Restate word for word every line from the top of the data below down through the line that holds "is present exactly".

[Given records Boundary: Start]

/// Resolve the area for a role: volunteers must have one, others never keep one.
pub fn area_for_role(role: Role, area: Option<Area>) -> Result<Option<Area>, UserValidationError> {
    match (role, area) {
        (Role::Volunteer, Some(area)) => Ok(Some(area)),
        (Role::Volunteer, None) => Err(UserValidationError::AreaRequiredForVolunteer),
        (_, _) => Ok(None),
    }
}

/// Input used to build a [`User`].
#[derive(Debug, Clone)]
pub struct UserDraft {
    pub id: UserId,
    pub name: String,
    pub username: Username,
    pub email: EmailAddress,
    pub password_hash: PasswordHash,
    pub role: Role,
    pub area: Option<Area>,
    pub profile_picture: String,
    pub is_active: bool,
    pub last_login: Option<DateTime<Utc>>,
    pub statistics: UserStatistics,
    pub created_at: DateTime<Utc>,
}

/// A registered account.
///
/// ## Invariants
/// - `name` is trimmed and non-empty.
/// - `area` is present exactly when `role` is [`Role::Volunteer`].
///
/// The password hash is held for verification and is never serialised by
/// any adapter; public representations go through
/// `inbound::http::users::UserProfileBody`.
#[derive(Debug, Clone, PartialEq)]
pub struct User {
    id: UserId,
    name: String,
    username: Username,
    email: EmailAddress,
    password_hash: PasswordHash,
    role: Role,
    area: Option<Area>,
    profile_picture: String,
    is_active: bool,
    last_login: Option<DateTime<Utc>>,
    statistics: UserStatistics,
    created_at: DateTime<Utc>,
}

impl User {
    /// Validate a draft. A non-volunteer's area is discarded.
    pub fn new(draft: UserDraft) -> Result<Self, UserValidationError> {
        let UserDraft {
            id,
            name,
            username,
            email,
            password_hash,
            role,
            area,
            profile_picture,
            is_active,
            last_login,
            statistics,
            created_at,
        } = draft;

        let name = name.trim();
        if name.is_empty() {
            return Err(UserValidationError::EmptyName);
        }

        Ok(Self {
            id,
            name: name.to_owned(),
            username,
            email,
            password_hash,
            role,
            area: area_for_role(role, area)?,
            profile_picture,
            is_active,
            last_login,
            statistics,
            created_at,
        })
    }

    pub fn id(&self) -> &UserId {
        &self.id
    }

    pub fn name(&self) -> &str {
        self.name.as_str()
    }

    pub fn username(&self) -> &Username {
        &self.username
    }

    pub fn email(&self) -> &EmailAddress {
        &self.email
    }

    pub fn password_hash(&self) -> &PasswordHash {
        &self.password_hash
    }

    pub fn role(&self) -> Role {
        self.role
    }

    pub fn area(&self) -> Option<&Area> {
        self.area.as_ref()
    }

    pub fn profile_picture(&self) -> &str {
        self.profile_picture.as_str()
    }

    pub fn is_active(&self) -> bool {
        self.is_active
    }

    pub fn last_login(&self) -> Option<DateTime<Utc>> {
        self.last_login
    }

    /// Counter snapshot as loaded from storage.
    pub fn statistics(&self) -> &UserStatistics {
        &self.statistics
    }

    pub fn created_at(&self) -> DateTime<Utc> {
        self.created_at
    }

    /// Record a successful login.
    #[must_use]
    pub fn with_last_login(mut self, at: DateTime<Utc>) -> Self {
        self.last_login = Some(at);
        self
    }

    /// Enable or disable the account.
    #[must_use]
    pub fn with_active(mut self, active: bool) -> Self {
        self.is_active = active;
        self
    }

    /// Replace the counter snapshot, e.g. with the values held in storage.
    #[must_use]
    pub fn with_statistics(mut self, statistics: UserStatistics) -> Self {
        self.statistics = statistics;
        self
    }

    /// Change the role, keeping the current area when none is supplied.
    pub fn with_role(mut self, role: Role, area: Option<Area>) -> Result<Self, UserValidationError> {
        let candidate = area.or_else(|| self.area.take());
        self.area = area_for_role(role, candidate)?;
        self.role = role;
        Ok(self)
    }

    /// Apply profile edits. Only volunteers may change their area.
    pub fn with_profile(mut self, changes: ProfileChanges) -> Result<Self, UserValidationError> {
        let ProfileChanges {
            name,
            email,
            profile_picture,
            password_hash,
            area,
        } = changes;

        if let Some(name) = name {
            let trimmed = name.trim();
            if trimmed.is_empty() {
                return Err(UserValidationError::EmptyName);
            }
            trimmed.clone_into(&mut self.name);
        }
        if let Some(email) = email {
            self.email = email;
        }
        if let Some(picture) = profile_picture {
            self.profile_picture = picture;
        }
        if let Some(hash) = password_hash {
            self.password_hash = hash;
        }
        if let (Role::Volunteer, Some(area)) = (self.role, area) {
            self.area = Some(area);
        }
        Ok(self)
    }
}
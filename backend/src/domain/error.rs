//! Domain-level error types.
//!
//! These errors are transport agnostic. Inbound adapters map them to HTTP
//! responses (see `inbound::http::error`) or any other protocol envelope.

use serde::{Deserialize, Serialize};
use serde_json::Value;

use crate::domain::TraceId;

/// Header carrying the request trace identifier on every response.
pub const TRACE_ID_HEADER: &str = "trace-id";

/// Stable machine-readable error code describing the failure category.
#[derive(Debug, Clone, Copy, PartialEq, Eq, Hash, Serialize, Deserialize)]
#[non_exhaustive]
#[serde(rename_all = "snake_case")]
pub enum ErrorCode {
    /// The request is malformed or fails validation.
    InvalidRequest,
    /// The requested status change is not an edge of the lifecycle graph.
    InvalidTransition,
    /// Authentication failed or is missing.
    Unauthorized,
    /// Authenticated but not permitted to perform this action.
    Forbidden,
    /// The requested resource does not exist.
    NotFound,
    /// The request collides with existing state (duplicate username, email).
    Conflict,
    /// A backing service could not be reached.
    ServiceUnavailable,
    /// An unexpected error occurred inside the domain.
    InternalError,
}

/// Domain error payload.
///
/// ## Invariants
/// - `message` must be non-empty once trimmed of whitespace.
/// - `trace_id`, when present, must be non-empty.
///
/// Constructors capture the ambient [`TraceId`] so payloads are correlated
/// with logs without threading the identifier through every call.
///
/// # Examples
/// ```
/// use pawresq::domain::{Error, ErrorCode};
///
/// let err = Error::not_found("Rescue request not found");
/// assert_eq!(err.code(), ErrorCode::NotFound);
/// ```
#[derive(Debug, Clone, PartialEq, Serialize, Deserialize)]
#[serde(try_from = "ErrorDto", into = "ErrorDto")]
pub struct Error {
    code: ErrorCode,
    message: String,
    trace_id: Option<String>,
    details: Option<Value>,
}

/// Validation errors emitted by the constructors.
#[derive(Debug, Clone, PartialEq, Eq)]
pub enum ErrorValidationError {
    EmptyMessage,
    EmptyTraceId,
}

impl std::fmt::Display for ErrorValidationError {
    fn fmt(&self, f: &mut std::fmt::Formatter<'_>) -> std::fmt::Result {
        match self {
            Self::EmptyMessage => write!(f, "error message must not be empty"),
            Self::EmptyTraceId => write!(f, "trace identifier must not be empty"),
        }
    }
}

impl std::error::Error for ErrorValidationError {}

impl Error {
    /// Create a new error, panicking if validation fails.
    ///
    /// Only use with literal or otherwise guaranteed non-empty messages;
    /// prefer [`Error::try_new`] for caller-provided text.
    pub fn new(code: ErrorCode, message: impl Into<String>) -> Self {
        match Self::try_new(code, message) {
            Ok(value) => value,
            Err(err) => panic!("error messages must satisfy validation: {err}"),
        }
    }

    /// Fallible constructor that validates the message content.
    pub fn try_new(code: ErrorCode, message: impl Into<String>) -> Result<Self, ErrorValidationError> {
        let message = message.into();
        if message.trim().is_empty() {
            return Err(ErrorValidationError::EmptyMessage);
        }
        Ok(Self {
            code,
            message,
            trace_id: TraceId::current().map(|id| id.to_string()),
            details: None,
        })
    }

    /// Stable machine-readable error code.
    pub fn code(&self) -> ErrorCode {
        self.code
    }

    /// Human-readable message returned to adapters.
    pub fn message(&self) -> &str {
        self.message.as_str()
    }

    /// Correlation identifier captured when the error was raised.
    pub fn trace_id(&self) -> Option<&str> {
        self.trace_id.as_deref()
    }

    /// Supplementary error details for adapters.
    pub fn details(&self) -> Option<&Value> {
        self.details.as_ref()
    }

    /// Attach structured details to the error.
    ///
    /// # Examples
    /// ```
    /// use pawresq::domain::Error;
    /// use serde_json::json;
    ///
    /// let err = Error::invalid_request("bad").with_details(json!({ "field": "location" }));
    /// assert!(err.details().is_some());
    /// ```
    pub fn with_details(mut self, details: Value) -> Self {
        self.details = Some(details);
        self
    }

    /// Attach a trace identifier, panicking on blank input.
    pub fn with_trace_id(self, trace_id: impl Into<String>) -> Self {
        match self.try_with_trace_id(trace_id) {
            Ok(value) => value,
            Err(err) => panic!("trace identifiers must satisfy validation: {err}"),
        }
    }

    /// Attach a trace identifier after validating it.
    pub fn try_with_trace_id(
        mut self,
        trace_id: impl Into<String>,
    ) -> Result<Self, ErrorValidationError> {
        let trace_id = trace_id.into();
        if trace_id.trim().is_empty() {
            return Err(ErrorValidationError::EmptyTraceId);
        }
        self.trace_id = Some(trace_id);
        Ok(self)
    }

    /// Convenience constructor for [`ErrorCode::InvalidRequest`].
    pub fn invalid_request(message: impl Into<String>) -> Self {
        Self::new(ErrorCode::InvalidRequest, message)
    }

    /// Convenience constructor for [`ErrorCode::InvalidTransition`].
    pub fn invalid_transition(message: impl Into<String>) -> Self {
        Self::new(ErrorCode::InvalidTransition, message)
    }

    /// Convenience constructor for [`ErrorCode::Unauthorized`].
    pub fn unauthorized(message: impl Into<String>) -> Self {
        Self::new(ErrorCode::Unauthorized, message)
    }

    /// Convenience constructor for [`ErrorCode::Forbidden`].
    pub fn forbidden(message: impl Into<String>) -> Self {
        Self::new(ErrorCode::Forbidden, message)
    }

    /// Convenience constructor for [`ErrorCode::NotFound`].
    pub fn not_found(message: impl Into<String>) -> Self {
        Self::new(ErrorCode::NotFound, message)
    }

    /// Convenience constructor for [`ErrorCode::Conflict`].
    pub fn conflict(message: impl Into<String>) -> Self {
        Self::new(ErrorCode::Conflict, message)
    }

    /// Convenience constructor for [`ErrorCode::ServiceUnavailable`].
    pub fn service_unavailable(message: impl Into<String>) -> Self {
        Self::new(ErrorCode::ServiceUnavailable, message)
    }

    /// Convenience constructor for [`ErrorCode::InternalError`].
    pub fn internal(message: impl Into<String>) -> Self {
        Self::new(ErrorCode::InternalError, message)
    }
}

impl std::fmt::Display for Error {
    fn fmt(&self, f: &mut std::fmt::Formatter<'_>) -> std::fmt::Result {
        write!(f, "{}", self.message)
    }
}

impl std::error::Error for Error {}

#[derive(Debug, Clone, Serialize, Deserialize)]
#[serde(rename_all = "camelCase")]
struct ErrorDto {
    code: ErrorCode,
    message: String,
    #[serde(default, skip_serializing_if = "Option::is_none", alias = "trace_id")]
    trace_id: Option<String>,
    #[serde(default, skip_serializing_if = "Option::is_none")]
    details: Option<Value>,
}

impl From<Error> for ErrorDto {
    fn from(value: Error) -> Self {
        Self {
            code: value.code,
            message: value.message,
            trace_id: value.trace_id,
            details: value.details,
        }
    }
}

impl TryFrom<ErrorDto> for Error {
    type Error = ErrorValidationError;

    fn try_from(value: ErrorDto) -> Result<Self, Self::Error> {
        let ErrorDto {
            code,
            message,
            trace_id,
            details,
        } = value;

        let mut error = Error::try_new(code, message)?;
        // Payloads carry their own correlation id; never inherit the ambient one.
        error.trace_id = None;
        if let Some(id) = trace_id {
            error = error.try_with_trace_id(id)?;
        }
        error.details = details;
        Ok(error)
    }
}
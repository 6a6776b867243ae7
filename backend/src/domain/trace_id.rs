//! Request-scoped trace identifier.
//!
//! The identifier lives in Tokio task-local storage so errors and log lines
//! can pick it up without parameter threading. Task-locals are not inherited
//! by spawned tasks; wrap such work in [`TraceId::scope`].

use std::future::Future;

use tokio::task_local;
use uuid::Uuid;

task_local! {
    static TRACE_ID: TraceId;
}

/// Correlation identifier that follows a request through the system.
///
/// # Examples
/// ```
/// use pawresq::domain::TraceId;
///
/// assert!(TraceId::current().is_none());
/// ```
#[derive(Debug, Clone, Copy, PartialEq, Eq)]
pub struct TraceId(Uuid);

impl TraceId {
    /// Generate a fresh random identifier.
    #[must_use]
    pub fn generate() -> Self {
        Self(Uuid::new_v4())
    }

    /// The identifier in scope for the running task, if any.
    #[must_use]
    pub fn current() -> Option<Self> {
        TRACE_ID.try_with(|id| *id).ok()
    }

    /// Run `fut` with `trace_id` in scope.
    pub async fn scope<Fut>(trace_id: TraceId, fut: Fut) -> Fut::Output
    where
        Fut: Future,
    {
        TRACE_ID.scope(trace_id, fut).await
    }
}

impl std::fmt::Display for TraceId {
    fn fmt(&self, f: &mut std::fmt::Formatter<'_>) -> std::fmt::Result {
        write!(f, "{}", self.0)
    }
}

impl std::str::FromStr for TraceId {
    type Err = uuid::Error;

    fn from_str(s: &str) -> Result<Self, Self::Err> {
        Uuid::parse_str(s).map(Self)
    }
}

[Given records Boundary: End]

## Answer section
/// Resolve the area for a role: volunteers must have one, others never keep one.
pub fn area_for_role(role: Role, area: Option<Area>) -> Result<Option<Area>, UserValidationError> {
    match (role, area) {
        (Role::Volunteer, Some(area)) => Ok(Some(area)),
        (Role::Volunteer, None) => Err(UserValidationError::AreaRequiredForVolunteer),
        (_, _) => Ok(None),
    }
}

/// Input used to build a [`User`].
#[derive(Debug, Clone)]
pub struct UserDraft {
    pub id: UserId,
    pub name: String,
    pub username: Username,
    pub email: EmailAddress,
    pub password_hash: PasswordHash,
    pub role: Role,
    pub area: Option<Area>,
    pub profile_picture: String,
    pub is_active: bool,
    pub last_login: Option<DateTime<Utc>>,
    pub statistics: UserStatistics,
    pub created_at: DateTime<Utc>,
}

/// A registered account.
///
/// ## Invariants
/// - `name` is trimmed and non-empty.
/// - `area` is present exactly when `role` is [`Role::Volunteer`].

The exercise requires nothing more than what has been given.